* Exercise:
Using the data beneath, show every line that includes the word "parent".

* Material to process:
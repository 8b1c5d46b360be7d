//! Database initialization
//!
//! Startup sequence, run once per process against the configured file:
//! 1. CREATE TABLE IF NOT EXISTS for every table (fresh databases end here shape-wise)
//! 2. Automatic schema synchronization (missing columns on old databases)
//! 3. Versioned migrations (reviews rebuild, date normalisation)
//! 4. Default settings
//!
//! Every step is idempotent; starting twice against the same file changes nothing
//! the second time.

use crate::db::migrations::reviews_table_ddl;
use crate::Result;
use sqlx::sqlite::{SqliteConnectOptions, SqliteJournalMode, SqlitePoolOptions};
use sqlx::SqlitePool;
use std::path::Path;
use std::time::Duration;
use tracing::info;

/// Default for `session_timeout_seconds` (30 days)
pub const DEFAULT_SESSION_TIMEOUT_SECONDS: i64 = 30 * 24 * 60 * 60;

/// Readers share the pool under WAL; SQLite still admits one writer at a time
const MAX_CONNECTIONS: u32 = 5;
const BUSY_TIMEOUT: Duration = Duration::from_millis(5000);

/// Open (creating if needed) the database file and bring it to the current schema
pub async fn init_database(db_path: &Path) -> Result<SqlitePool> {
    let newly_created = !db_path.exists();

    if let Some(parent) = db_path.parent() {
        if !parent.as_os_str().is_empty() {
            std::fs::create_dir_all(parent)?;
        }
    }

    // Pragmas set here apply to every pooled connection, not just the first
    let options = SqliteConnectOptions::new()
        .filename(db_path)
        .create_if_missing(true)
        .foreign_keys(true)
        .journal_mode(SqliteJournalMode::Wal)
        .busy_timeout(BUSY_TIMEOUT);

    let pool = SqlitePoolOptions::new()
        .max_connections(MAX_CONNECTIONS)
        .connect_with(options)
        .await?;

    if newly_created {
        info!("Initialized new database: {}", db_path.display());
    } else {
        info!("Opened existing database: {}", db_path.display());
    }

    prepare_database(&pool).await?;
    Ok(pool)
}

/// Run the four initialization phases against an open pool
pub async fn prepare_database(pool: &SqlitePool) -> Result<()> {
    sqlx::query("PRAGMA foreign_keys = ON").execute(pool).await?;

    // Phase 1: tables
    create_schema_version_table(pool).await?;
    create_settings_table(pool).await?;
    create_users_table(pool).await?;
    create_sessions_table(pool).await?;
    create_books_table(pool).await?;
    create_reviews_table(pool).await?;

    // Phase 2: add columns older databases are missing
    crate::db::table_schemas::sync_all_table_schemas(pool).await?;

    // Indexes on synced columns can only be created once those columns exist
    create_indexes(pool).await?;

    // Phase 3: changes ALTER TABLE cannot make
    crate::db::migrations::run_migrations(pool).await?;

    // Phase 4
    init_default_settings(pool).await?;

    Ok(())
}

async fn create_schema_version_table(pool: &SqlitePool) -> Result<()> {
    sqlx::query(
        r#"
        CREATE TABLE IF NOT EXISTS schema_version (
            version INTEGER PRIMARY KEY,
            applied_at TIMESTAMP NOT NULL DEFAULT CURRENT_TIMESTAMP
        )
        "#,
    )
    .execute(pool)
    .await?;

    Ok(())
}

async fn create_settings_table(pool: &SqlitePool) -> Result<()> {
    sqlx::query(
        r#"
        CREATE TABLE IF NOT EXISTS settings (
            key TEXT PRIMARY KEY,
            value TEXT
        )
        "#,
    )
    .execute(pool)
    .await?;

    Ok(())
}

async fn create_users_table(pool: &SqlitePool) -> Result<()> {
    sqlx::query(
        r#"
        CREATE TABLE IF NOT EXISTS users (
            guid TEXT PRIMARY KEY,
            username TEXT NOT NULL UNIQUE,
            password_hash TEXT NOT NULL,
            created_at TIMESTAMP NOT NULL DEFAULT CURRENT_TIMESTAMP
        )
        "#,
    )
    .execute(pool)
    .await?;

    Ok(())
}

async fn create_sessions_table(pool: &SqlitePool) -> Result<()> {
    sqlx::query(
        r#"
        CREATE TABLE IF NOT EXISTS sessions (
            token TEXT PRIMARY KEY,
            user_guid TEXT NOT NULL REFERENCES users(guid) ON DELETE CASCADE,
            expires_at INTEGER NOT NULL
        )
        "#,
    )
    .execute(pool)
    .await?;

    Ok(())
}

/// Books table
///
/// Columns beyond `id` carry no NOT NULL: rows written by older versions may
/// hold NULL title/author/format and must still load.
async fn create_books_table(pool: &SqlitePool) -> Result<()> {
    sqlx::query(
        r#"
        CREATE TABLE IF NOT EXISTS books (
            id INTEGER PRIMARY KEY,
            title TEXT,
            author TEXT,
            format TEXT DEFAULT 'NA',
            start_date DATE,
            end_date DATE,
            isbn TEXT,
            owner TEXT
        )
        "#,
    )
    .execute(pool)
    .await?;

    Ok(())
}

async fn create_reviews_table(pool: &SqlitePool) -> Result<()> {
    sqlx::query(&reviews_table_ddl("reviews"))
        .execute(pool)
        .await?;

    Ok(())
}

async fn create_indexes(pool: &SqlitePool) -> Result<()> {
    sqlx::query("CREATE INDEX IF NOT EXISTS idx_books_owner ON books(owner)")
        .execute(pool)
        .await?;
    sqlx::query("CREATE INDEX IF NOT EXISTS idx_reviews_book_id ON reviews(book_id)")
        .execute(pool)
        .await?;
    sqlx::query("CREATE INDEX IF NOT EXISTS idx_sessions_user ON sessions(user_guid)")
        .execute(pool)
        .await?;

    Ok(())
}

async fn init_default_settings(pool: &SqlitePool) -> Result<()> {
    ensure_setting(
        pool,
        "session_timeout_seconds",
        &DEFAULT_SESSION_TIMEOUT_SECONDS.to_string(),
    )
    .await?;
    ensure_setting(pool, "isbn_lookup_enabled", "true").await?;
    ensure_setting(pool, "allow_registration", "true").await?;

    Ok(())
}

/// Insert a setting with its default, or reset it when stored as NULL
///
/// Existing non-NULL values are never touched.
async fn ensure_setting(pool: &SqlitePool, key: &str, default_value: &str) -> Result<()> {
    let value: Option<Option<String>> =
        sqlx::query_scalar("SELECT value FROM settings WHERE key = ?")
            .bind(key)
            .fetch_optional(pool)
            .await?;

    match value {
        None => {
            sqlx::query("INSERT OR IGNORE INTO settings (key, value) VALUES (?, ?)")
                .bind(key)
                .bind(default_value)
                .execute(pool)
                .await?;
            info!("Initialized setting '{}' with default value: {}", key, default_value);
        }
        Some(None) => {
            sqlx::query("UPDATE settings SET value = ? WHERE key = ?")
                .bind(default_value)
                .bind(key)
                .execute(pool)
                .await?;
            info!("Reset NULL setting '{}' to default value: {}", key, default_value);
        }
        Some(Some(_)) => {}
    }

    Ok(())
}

==

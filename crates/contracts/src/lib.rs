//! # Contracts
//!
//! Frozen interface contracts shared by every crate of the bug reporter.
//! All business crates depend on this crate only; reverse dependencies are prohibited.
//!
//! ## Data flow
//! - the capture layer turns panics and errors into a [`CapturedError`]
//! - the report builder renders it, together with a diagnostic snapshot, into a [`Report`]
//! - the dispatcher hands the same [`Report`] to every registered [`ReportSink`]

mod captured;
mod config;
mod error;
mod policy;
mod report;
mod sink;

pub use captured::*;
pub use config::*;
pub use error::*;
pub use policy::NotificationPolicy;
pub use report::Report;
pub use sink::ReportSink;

...

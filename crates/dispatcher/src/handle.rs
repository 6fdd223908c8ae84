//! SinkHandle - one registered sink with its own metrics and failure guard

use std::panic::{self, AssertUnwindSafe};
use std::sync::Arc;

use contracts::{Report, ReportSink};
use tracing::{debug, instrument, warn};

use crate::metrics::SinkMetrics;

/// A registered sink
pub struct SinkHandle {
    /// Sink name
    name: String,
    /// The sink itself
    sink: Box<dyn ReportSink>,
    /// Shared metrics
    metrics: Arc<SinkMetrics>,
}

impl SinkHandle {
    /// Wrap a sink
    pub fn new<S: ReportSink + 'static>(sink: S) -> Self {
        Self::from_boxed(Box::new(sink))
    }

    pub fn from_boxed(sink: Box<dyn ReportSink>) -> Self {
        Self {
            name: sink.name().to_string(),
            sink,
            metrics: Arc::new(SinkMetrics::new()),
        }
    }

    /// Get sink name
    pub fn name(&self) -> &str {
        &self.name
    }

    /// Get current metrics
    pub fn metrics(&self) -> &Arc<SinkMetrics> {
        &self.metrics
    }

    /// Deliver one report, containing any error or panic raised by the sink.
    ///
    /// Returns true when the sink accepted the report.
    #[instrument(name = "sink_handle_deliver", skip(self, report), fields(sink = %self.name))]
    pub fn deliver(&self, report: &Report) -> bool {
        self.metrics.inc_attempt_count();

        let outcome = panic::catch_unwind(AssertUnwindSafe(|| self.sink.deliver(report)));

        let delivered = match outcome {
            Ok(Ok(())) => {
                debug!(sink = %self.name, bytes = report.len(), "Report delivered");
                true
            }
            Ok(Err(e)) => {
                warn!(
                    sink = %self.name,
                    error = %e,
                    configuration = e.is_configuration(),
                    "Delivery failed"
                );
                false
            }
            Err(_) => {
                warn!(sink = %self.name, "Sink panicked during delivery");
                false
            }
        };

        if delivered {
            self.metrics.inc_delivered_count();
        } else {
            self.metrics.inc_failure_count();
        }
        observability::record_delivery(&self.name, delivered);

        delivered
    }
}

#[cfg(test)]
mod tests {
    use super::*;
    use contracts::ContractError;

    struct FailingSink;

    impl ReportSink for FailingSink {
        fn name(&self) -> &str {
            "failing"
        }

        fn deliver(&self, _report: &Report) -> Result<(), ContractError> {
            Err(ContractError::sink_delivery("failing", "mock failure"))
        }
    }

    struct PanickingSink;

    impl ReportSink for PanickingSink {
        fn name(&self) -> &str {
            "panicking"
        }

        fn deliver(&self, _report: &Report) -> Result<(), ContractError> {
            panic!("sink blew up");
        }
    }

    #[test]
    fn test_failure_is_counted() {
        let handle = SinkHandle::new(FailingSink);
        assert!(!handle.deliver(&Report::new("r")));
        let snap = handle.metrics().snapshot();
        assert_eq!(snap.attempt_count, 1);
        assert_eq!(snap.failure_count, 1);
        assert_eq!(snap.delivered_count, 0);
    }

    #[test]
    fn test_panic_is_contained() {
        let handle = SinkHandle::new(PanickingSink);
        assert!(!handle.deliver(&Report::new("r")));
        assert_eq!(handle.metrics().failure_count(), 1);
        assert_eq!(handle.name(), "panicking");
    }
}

* Output of the exercise:
    if let Some(parent) = db_path.parent() {
        if !parent.as_os_str().is_empty() {
            std::fs::create_dir_all(parent)?;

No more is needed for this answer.